Instructions for the task: When the string "used" is part of a line in the data below, report the whole line.
BEGIN Supplied entries
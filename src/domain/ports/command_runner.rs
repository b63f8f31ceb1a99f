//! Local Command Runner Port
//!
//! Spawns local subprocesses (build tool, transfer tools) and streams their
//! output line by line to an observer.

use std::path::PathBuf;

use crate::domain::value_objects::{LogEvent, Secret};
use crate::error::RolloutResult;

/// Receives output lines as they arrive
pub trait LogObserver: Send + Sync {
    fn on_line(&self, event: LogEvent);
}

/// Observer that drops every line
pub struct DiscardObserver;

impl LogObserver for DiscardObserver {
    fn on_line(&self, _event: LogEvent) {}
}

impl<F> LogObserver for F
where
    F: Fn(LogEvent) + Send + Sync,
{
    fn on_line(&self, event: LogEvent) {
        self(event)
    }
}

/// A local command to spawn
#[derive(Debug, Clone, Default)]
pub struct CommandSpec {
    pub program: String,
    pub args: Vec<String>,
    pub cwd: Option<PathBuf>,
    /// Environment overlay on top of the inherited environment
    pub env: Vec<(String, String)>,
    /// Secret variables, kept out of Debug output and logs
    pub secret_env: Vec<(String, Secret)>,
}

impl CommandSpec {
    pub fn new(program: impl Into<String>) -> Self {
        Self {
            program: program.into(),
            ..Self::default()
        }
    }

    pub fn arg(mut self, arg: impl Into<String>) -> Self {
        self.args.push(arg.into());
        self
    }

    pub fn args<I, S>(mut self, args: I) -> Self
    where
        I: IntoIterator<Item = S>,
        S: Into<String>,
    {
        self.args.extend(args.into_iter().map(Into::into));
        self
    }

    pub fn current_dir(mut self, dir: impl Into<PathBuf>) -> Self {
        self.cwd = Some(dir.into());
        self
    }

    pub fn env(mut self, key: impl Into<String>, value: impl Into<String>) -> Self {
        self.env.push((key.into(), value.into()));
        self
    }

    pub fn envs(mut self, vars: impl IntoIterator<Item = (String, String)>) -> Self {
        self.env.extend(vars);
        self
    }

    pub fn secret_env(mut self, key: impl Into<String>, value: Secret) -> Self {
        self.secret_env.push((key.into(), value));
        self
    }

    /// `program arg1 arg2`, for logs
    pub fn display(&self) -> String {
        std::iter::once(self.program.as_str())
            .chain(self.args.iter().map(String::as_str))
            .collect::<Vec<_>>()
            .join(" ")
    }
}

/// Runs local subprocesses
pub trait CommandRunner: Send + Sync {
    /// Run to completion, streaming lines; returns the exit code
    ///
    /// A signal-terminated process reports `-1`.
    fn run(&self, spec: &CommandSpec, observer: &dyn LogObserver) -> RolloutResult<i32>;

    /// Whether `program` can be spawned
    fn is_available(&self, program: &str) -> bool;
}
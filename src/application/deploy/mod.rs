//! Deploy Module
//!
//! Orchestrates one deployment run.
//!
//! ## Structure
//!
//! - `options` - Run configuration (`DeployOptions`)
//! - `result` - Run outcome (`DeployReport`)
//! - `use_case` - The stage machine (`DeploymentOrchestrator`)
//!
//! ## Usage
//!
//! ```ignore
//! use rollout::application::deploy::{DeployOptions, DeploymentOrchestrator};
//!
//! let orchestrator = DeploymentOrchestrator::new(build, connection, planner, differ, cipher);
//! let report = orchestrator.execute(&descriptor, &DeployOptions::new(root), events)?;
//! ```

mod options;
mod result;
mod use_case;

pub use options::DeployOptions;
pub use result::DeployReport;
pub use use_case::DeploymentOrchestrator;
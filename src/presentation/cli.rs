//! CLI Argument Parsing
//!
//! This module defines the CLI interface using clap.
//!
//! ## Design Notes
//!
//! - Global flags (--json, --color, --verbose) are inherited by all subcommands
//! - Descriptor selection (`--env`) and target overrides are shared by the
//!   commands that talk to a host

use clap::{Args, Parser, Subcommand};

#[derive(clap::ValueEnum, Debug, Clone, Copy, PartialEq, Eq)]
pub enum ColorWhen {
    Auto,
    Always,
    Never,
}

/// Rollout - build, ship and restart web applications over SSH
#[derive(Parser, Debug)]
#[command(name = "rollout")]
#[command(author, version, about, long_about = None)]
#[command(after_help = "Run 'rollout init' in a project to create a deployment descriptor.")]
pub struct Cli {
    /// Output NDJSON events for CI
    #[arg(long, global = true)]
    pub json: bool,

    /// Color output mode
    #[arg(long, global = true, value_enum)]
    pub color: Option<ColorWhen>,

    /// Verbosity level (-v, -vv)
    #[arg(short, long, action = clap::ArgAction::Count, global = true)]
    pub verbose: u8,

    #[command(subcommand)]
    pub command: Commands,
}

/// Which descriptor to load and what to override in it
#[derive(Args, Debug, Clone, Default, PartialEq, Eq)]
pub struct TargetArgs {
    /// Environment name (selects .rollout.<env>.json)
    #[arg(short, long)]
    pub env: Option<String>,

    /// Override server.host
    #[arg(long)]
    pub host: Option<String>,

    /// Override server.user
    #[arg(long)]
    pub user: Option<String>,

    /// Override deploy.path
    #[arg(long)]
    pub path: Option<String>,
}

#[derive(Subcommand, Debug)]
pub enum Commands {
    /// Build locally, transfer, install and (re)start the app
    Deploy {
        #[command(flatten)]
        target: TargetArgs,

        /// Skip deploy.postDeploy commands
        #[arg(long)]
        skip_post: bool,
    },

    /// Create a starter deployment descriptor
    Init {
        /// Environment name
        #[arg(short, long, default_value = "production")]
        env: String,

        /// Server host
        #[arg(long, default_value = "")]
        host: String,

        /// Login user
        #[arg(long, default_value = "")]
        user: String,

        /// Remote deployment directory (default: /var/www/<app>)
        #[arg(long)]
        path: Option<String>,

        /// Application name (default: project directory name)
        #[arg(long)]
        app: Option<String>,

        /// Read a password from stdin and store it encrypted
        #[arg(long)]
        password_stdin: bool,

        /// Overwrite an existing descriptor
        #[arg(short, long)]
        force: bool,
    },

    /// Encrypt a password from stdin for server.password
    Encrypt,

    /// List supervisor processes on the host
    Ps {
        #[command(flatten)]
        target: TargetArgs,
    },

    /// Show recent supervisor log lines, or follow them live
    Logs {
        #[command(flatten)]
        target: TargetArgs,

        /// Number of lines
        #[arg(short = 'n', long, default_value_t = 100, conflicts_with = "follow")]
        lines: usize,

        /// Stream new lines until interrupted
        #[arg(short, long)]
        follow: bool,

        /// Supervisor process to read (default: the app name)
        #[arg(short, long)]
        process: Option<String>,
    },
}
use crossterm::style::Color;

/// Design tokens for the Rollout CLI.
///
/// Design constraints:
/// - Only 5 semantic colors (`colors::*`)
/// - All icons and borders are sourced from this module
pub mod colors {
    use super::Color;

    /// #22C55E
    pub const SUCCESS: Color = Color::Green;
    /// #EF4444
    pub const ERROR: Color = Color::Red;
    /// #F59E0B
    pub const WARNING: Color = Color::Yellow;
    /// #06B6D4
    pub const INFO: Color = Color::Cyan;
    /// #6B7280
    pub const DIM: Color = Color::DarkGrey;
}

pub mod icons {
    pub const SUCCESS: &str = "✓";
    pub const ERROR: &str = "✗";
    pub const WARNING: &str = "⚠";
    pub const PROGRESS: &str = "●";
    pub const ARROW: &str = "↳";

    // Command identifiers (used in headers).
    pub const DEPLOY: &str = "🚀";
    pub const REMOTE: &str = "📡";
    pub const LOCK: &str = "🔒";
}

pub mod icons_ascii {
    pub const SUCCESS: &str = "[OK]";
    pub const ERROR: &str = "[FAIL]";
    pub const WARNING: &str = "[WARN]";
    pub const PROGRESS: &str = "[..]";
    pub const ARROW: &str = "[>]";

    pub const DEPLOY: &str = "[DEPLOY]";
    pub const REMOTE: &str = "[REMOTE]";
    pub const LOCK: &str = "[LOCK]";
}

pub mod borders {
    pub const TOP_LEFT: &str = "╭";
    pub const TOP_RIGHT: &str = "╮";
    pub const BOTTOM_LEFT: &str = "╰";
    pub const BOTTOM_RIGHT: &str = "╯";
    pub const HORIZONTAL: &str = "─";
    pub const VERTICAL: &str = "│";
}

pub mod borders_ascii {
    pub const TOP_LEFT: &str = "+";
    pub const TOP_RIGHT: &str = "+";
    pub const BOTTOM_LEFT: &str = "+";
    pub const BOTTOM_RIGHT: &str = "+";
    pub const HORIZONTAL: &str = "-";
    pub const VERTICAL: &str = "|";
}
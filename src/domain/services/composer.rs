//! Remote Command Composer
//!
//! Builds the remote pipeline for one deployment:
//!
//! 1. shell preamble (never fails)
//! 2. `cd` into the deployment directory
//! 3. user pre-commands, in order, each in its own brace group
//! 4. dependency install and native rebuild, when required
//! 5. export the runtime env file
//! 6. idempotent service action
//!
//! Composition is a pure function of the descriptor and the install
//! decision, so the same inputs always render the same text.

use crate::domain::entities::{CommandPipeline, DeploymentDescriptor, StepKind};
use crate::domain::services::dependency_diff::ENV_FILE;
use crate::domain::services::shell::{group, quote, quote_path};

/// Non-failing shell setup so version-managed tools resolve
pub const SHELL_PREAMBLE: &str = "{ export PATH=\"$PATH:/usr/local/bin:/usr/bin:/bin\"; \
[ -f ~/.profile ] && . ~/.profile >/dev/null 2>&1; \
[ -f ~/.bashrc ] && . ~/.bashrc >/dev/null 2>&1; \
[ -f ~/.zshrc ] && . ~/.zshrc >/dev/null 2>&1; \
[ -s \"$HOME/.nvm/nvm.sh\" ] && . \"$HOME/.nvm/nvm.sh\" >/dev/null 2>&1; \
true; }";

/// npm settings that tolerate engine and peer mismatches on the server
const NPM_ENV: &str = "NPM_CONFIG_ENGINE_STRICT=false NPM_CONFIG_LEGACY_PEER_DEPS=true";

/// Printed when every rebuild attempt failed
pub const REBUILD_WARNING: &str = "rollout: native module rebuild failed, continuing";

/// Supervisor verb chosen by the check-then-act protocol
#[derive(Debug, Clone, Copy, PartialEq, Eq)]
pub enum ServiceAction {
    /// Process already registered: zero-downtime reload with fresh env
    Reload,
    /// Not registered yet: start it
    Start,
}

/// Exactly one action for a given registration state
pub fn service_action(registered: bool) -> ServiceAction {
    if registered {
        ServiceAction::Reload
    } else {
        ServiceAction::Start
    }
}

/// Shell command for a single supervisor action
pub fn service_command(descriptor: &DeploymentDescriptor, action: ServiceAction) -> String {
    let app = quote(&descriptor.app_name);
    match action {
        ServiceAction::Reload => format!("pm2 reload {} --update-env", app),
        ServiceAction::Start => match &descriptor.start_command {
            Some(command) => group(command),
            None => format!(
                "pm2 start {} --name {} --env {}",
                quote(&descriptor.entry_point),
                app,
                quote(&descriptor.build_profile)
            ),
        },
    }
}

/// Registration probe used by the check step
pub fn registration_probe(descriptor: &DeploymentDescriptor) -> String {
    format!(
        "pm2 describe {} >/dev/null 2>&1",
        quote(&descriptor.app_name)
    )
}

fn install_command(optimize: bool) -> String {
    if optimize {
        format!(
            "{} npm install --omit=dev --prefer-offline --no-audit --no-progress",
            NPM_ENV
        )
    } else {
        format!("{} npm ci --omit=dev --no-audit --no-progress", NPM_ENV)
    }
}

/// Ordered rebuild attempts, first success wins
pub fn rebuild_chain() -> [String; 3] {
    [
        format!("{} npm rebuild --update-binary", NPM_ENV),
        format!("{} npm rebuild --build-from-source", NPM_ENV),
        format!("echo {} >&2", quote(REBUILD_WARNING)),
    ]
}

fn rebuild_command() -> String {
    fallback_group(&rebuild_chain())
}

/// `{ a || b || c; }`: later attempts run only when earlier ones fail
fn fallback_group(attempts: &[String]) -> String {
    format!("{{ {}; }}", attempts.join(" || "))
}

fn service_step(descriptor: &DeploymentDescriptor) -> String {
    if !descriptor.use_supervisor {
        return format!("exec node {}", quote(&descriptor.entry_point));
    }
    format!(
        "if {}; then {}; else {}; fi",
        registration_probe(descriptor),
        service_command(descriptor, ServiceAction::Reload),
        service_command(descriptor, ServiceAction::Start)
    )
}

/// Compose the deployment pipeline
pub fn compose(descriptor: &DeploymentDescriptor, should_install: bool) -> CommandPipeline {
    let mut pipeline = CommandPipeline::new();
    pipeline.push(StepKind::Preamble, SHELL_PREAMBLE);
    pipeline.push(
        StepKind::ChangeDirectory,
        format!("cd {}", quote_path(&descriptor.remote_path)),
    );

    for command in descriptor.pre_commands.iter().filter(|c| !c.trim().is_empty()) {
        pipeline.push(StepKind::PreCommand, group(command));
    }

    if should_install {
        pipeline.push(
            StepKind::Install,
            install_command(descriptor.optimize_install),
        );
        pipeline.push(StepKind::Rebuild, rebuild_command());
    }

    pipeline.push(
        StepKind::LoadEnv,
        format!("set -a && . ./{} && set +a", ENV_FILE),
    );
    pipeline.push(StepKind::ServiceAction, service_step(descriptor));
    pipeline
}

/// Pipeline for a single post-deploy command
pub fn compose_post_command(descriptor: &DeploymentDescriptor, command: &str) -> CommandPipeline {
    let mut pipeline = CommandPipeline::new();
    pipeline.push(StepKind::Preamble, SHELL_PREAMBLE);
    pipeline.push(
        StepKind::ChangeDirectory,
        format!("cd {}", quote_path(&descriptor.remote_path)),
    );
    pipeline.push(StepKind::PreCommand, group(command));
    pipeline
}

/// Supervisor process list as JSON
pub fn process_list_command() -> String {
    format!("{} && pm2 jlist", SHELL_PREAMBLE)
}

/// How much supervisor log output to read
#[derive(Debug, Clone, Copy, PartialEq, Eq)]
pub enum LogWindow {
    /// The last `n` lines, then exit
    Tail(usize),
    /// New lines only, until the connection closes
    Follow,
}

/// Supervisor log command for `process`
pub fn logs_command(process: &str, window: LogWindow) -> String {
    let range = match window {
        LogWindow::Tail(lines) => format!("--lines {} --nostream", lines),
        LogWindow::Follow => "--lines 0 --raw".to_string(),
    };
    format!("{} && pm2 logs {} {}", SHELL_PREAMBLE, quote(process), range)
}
END Supplied entries
Answer to this problem:
    // Command identifiers (used in headers).
/// Registration probe used by the check step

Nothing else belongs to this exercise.